#### Exercise requirements:
Go through the records line by line from the top and repeat each one exactly, ending with the line that contains "fails here with".

#### Material shown:
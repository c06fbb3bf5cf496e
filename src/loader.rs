//! NumPy array loading.
//!
//! Reads a single `.npy` file holding a `T × C × H × W` grid tensor into an
//! [`Array4<f64>`]. Float and integer arrays are accepted and widened to `f64`:
//!
//! | dtype | conversion |
//! |-------|------------|
//! | `<f8` | none |
//! | `<f4` | lossless widening |
//! | `<i8` | `as f64` |
//! | `<i4` | lossless widening |
//!
//! The rank is checked explicitly so a 3-D or 5-D file fails here with
//! [`DatasetError::InvalidShape`] instead of surfacing later as an indexing
//! panic.

use crate::error::{DatasetError, Result};
use ndarray::{Array4, ArrayD, Ix4};
use ndarray_npy::{ReadNpyError, ReadNpyExt};
use std::fs;
use std::path::Path;

/// Rank of a grid tensor: time, channel, height, width.
pub const GRID_RANK: usize = 4;

/// Load a `.npy` file as a `[T, C, H, W]` tensor of `f64`.
///
/// # Errors
///
/// - [`DatasetError::Io`] if the file cannot be read
/// - [`DatasetError::Npy`] if it is not a valid `.npy` file or has an
///   unsupported dtype
/// - [`DatasetError::InvalidShape`] if the array is not rank 4
///
/// # Example
///
/// ```ignore
/// use grid_window_dataset::loader::load_grid_tensor;
///
/// let data = load_grid_tensor("data/bike_nyc.npy")?;
/// let (t, c, h, w) = data.dim();
/// ```
pub fn load_grid_tensor<P: AsRef<Path>>(path: P) -> Result<Array4<f64>> {
    let path = path.as_ref();
    let bytes = fs::read(path)?;
    let array = read_widened(&bytes)?;
    let tensor = into_grid(array)?;

    log::debug!(
        "Loaded grid tensor {} with shape {:?}",
        path.display(),
        tensor.shape()
    );

    Ok(tensor)
}

/// Check that a dynamically shaped array is rank 4 and convert it.
pub fn into_grid(array: ArrayD<f64>) -> Result<Array4<f64>> {
    let shape = array.shape().to_vec();
    array
        .into_dimensionality::<Ix4>()
        .map_err(|_| DatasetError::InvalidShape {
            expected_rank: GRID_RANK,
            shape,
        })
}

/// Decode `.npy` bytes, trying each supported dtype in turn.
///
/// Only a descriptor mismatch moves on to the next dtype; any other decode
/// failure is returned immediately.
fn read_widened(bytes: &[u8]) -> Result<ArrayD<f64>> {
    match ArrayD::<f64>::read_npy(bytes) {
        Err(ReadNpyError::WrongDescriptor(_)) => {}
        other => return Ok(other?),
    }

    match ArrayD::<f32>::read_npy(bytes) {
        Err(ReadNpyError::WrongDescriptor(_)) => {}
        other => return Ok(other?.mapv(f64::from)),
    }

    match ArrayD::<i32>::read_npy(bytes) {
        Err(ReadNpyError::WrongDescriptor(_)) => {}
        other => return Ok(other?.mapv(f64::from)),
    }

    let array = ArrayD::<i64>::read_npy(bytes)?;
    Ok(array.mapv(|v| v as f64))
}
//! Prelude module for convenient imports.
//!
//! This module re-exports the most commonly used types and traits.
//!
//! # Usage
//!
//! ```ignore
//! use grid_window_dataset::prelude::*;
//!
//! let mut dataset = GridDataset::open("data/taxi.npy", DEFAULT_LEAD_TIME, true)?;
//! dataset.set_periodical_representation_with(
//!     &PeriodicalConfig::default().with_skip_policy(SkipPolicy::Strict),
//! )?;
//! ```
//!
//! # What's Included
//!
//! ## Dataset
//! - [`GridDataset`] - Windowed dataset over a grid tensor
//! - [`Sample`] - Borrowed training sample
//! - [`WindowingMode`] - Active representation discriminant
//!
//! ## Configuration
//! - [`DatasetConfig`] - File-backed configuration
//! - [`RepresentationConfig`] - Representation choice
//! - [`SequenceConfig`] - Sequential window lengths
//! - [`PeriodicalConfig`] - Closeness/period/trend scales
//! - [`SkipPolicy`] - Skip offset computation
//!
//! ## Normalization
//! - [`Normalizer`] - Normalization trait
//! - [`GlobalMinMaxNormalizer`] - Global `[-1, 1]` scaling
//!
//! ## Errors
//! - [`DatasetError`], [`Result`]

// ============================================================================
// Dataset
// ============================================================================

pub use crate::dataset::{
    GridDataset, Representation, Sample, SampleIter, WindowingMode, DEFAULT_LEAD_TIME,
};

// ============================================================================
// Configuration
// ============================================================================

pub use crate::config::{DatasetConfig, RepresentationConfig};
pub use crate::sequence_builder::{PeriodicalConfig, Scale, SequenceConfig, SkipPolicy};

// ============================================================================
// Normalization
// ============================================================================

pub use crate::preprocessing::{GlobalMinMaxNormalizer, Normalizer};

// ============================================================================
// Errors
// ============================================================================

pub use crate::error::{DatasetError, Result};
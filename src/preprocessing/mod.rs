//! Tensor preprocessing applied before any windowing.
//!
//! - **Normalization**: global min-max scaling of the raw grid to `[-1, 1]`,
//!   fitted once over all elements and invertible via the stored range.
//!
//! # Example
//!
//! ```ignore
//! use grid_window_dataset::preprocessing::{GlobalMinMaxNormalizer, Normalizer};
//!
//! let normalizer = GlobalMinMaxNormalizer::fit(&raw);
//! normalizer.normalize_array_inplace(&mut raw);
//!
//! // Later, map model outputs back to original units
//! let flows = normalizer.denormalize_array(&predictions);
//! ```

pub mod normalization;

pub use normalization::{GlobalMinMaxNormalizer, Normalizer};
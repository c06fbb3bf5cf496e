//! Global min-max normalization for grid tensors.
//!
//! Spatiotemporal grids (flows, counts, speeds) are scaled with a single
//! global range computed over *every* element of the tensor, not per channel:
//!
//! ```text
//! diff       = max - min
//! normalized = (2 * value - (max + min)) / diff      // maps [min, max] to [-1, 1]
//! original   = (normalized * diff + (max + min)) / 2
//! ```
//!
//! The range is fitted once when the dataset is built and never recomputed.
//! `diff` is kept so model outputs can be mapped back to the original units.
//!
//! # Architecture
//!
//! ```text
//! Normalizer (trait)
//!     └── GlobalMinMaxNormalizer
//! ```
//!
//! # Usage
//!
//! ```
//! use grid_window_dataset::preprocessing::{GlobalMinMaxNormalizer, Normalizer};
//! use ndarray::Array4;
//!
//! let mut data = Array4::from_shape_fn((4, 1, 2, 2), |(t, _, _, _)| t as f64);
//! let normalizer = GlobalMinMaxNormalizer::fit(&data);
//!
//! assert_eq!(normalizer.diff(), 3.0);
//! normalizer.normalize_array_inplace(&mut data);
//! assert_eq!(data[[0, 0, 0, 0]], -1.0);
//! assert_eq!(data[[3, 0, 0, 0]], 1.0);
//! ```

use ndarray::{Array, ArrayBase, Data, DataMut, Dimension};

/// Trait for feature normalization strategies.
///
/// Implementers provide methods to:
/// 1. Update internal state with new data
/// 2. Normalize a single value
/// 3. Invert the mapping for model outputs
pub trait Normalizer: Send + Sync {
    /// Update normalizer state with a new value.
    fn update(&mut self, value: f64);

    /// Normalize a single value.
    fn normalize(&self, value: f64) -> f64;

    /// Map a normalized value back to the original scale.
    fn denormalize(&self, value: f64) -> f64;
}

/// Symmetric min-max normalization with one range for the whole tensor.
///
/// A constant tensor (`diff == 0`) normalizes to all zeros instead of NaN,
/// and denormalizes back to `min`.
///
/// NaN values are left out of the range: they do not move `min`/`max` and
/// are not counted, so the fitted range stays finite. NaN inputs still
/// normalize to NaN.
#[derive(Debug, Clone, Copy, PartialEq)]
pub struct GlobalMinMaxNormalizer {
    min: f64,
    max: f64,
    count: u64,
}

impl GlobalMinMaxNormalizer {
    /// Create an empty normalizer. Feed it with [`Normalizer::update`].
    pub fn new() -> Self {
        Self {
            min: f64::INFINITY,
            max: f64::NEG_INFINITY,
            count: 0,
        }
    }

    /// Fit the global range over every element of `data`.
    ///
    /// Logs a warning when NaN values were skipped.
    pub fn fit<S, D>(data: &ArrayBase<S, D>) -> Self
    where
        S: Data<Elem = f64>,
        D: Dimension,
    {
        let mut normalizer = Self::new();
        for &value in data.iter() {
            normalizer.update(value);
        }

        let skipped = data.len() as u64 - normalizer.count;
        if skipped > 0 {
            log::warn!(
                "Skipped {} NaN values out of {} while fitting the min-max range",
                skipped,
                data.len()
            );
        }
        normalizer
    }

    /// Smallest value seen (0.0 before any update).
    pub fn min(&self) -> f64 {
        if self.count == 0 {
            0.0
        } else {
            self.min
        }
    }

    /// Largest value seen (0.0 before any update).
    pub fn max(&self) -> f64 {
        if self.count == 0 {
            0.0
        } else {
            self.max
        }
    }

    /// `max - min`, the scale needed to denormalize predictions.
    pub fn diff(&self) -> f64 {
        self.max() - self.min()
    }

    /// Number of non-NaN values the range was fitted on.
    pub fn count(&self) -> u64 {
        self.count
    }

    /// Normalize every element of `data` in place.
    pub fn normalize_array_inplace<S, D>(&self, data: &mut ArrayBase<S, D>)
    where
        S: DataMut<Elem = f64>,
        D: Dimension,
    {
        data.mapv_inplace(|v| self.normalize(v));
    }

    /// Return a denormalized copy of `data` (e.g. a batch of model outputs).
    pub fn denormalize_array<S, D>(&self, data: &ArrayBase<S, D>) -> Array<f64, D>
    where
        S: Data<Elem = f64>,
        D: Dimension,
    {
        data.mapv(|v| self.denormalize(v))
    }
}

impl Default for GlobalMinMaxNormalizer {
    fn default() -> Self {
        Self::new()
    }
}

impl Normalizer for GlobalMinMaxNormalizer {
    fn update(&mut self, value: f64) {
        if value.is_nan() {
            return;
        }
        self.min = self.min.min(value);
        self.max = self.max.max(value);
        self.count += 1;
    }

    fn normalize(&self, value: f64) -> f64 {
        let diff = self.diff();
        if diff == 0.0 {
            return 0.0;
        }
        (2.0 * value - (self.max() + self.min())) / diff
    }

    fn denormalize(&self, value: f64) -> f64 {
        (value * self.diff() + (self.max() + self.min())) / 2.0
    }
}
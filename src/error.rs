//! Error types for dataset construction, configuration and access.

use thiserror::Error;

/// Result alias used throughout the crate.
pub type Result<T> = std::result::Result<T, DatasetError>;

/// Everything that can go wrong while loading or windowing a grid tensor.
///
/// Errors are raised at the call that triggers them (construction,
/// configuration or access) and are never retried internally.
#[derive(Debug, Error)]
pub enum DatasetError {
    /// Windowing parameters that cannot produce a valid representation.
    #[error("Invalid configuration: {0}")]
    Configuration(String),

    /// The array file could not be opened or read.
    #[error("I/O error: {0}")]
    Io(#[from] std::io::Error),

    /// The file is not a readable `.npy` array of a supported dtype.
    #[error("NumPy read error: {0}")]
    Npy(#[from] ndarray_npy::ReadNpyError),

    /// The array does not have the expected rank.
    #[error("Shape mismatch: expected a rank-{expected_rank} array (T×C×H×W), got shape {shape:?}")]
    InvalidShape {
        /// Rank the loader requires
        expected_rank: usize,
        /// Shape actually found
        shape: Vec<usize>,
    },

    /// `get` was called with an index outside `[0, len)`.
    #[error("Index {index} out of bounds for dataset of length {len}")]
    IndexOutOfBounds {
        /// Requested index
        index: usize,
        /// Current dataset length
        len: usize,
    },

    /// A configuration file could not be parsed or written.
    #[error("Serialization error: {0}")]
    Serialization(String),
}

impl DatasetError {
    /// Shorthand for a [`DatasetError::Configuration`] error.
    pub fn configuration(msg: impl Into<String>) -> Self {
        Self::Configuration(msg.into())
    }

    /// Whether this error came from invalid windowing parameters.
    pub fn is_configuration(&self) -> bool {
        matches!(self, Self::Configuration(_))
    }
}

#[cfg(test)]
mod tests {
    use super::*;

    #[test]
    fn test_index_error_message() {
        let err = DatasetError::IndexOutOfBounds { index: 7, len: 7 };
        assert_eq!(err.to_string(), "Index 7 out of bounds for dataset of length 7");
    }

    #[test]
    fn test_configuration_helper() {
        let err = DatasetError::configuration("at least one scale must be active");
        assert!(err.is_configuration());
        assert!(err.to_string().contains("at least one scale"));
    }

    #[test]
    fn test_io_conversion() {
        let io = std::io::Error::new(std::io::ErrorKind::NotFound, "missing.npy");
        let err: DatasetError = io.into();
        assert!(matches!(err, DatasetError::Io(_)));
        assert!(!err.is_configuration());
    }
}
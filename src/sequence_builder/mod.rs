//! Sample construction from a raw `[T, C, H, W]` grid tensor.
//!
//! Each builder turns the flat time series into its own sample-index space
//! and materializes the result eagerly, so indexed access is a plain view.
//!
//! # Architecture
//!
//! - **SequentialWindows**: `H` history frames paired with the next `P` frames
//! - **SequenceConfig**: history/prediction lengths
//! - **PeriodicalFeatures**: closeness/period/trend history + time encoding
//! - **PeriodicalConfig**: scale lengths, intervals and skip policy
//!
//! Lead-time pairing needs no builder; it indexes the raw tensor directly.
//!
//! # Example
//!
//! ```ignore
//! use grid_window_dataset::sequence_builder::{
//!     PeriodicalConfig, PeriodicalFeatures, SequenceConfig, SequentialWindows,
//! };
//!
//! let windows = SequentialWindows::build(raw.view(), &SequenceConfig::new(12, 3))?;
//! let features = PeriodicalFeatures::build(raw.view(), &PeriodicalConfig::default())?;
//! ```

mod builder;
pub mod periodical;

// Re-export all public types
pub use builder::{SequenceConfig, SequentialWindows};
pub use periodical::{
    encode_time, PeriodicalConfig, PeriodicalFeatures, Scale, ScaleConfig, SkipPolicy,
    TIME_ENCODING_CHANNELS,
};
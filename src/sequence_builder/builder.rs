//! Sequential (history → prediction) windowing.
//!
//! Slides a window of `history_length + predict_length` frames across the raw
//! tensor with stride 1. For every end index `e` in `[H + P, T)`:
//!
//! ```text
//! history = raw[e - P - H .. e - P]
//! predict = raw[e - P     .. e    ]
//! ```
//!
//! so sample `i` (with `e = H + P + i`) pairs frames `i .. i + H` with frames
//! `i + H .. i + H + P`. There are `T - H - P` samples; the final frame `T - 1`
//! never appears in a prediction block.
//!
//! # Memory
//!
//! Windows are materialized eagerly into two contiguous 5-D arrays:
//!
//! - `history`: `[N, H, C, height, width]`
//! - `predict`: `[N, P, C, height, width]`
//!
//! Memory is `O(N × (H + P) × C × height × width)`. Indexed access is a view
//! into these arrays and never copies.
//!
//! # Example
//!
//! ```ignore
//! use grid_window_dataset::sequence_builder::{SequenceConfig, SequentialWindows};
//!
//! let config = SequenceConfig::new(12, 3); // 12 frames in, 3 frames out
//! let windows = SequentialWindows::build(raw.view(), &config)?;
//!
//! let (history, predict) = windows.sample(0).unwrap();
//! assert_eq!(history.shape()[0], 12);
//! ```

use crate::error::{DatasetError, Result};
use ndarray::{s, Array5, ArrayView4, Axis};

/// Configuration for sequential windowing.
#[derive(Debug, Clone, Copy, PartialEq, Eq, serde::Serialize, serde::Deserialize)]
pub struct SequenceConfig {
    /// Number of past frames per sample (model input length)
    pub history_length: usize,

    /// Number of future frames per sample (model output length)
    pub predict_length: usize,
}

impl SequenceConfig {
    /// Create a new sequence configuration.
    ///
    /// # Example
    ///
    /// ```
    /// use grid_window_dataset::sequence_builder::SequenceConfig;
    ///
    /// let config = SequenceConfig::new(12, 3);
    /// assert_eq!(config.window_size(), Some(15));
    /// ```
    pub fn new(history_length: usize, predict_length: usize) -> Self {
        Self {
            history_length,
            predict_length,
        }
    }

    /// Total frames covered by one sample, `None` if the sum overflows.
    #[inline]
    pub fn window_size(&self) -> Option<usize> {
        self.history_length.checked_add(self.predict_length)
    }

    /// Number of samples produced from a series of `num_timesteps` frames.
    ///
    /// Zero when the window does not fit strictly inside the series.
    #[inline]
    pub fn num_samples(&self, num_timesteps: usize) -> usize {
        self.window_size().map_or(0, |window| num_timesteps.saturating_sub(window))
    }

    /// Validate configuration.
    ///
    /// Returns Ok(()) if valid, Err(msg) otherwise.
    pub fn validate(&self) -> std::result::Result<(), String> {
        if self.history_length == 0 {
            return Err("history_length must be > 0".to_string());
        }

        if self.predict_length == 0 {
            return Err("predict_length must be > 0".to_string());
        }

        Ok(())
    }
}

/// Materialized history/prediction blocks.
#[derive(Debug, Clone)]
pub struct SequentialWindows {
    config: SequenceConfig,

    /// `[N, H, C, height, width]`
    history: Array5<f64>,

    /// `[N, P, C, height, width]`
    predict: Array5<f64>,
}

impl SequentialWindows {
    /// Build all windows from a `[T, C, H, W]` tensor.
    ///
    /// A window that does not fit (`H + P >= T`) yields zero samples, not an
    /// error.
    ///
    /// # Errors
    ///
    /// [`DatasetError::Configuration`] if either length is zero.
    pub fn build(raw: ArrayView4<'_, f64>, config: &SequenceConfig) -> Result<Self> {
        config.validate().map_err(DatasetError::Configuration)?;

        let (num_timesteps, channels, height, width) = raw.dim();
        let h = config.history_length;
        let p = config.predict_length;
        let n = config.num_samples(num_timesteps);

        // Block axes never exceed T; only an empty result can reach the cap.
        let mut history = Array5::zeros((n, h.min(num_timesteps), channels, height, width));
        let mut predict = Array5::zeros((n, p.min(num_timesteps), channels, height, width));

        for i in 0..n {
            history
                .index_axis_mut(Axis(0), i)
                .assign(&raw.slice(s![i..i + h, .., .., ..]));
            predict
                .index_axis_mut(Axis(0), i)
                .assign(&raw.slice(s![i + h..i + h + p, .., .., ..]));
        }

        if n == 0 {
            log::warn!(
                "Sequential window of {}+{} frames does not fit in {} timesteps; dataset is empty",
                h,
                p,
                num_timesteps
            );
        }

        Ok(Self {
            config: *config,
            history,
            predict,
        })
    }

    /// Number of samples.
    #[inline]
    pub fn len(&self) -> usize {
        self.predict.len_of(Axis(0))
    }

    /// Whether no window fit in the series.
    #[inline]
    pub fn is_empty(&self) -> bool {
        self.len() == 0
    }

    /// The configuration these windows were built with.
    pub fn config(&self) -> &SequenceConfig {
        &self.config
    }

    /// All history blocks, `[N, H, C, height, width]`.
    pub fn history(&self) -> &Array5<f64> {
        &self.history
    }

    /// All prediction blocks, `[N, P, C, height, width]`.
    pub fn predict(&self) -> &Array5<f64> {
        &self.predict
    }

    /// Views of the history and prediction blocks of sample `index`.
    pub fn sample(&self, index: usize) -> Option<(ArrayView4<'_, f64>, ArrayView4<'_, f64>)> {
        if index >= self.len() {
            return None;
        }
        Some((
            self.history.index_axis(Axis(0), index),
            self.predict.index_axis(Axis(0), index),
        ))
    }
}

#### Solution to this task:
repository c06fbb3bf5cf496e
filename src/loader.rs
//! NumPy array loading.
//!
//! Reads a single `.npy` file holding a `T × C × H × W` grid tensor into an
//! [`Array4<f64>`]. Float and integer arrays are accepted and widened to `f64`:
//!
//! | dtype | conversion |
//! |-------|------------|
//! | `<f8` | none |
//! | `<f4` | lossless widening |
//! | `<i8` | `as f64` |
//! | `<i4` | lossless widening |
//!
//! The rank is checked explicitly so a 3-D or 5-D file fails here with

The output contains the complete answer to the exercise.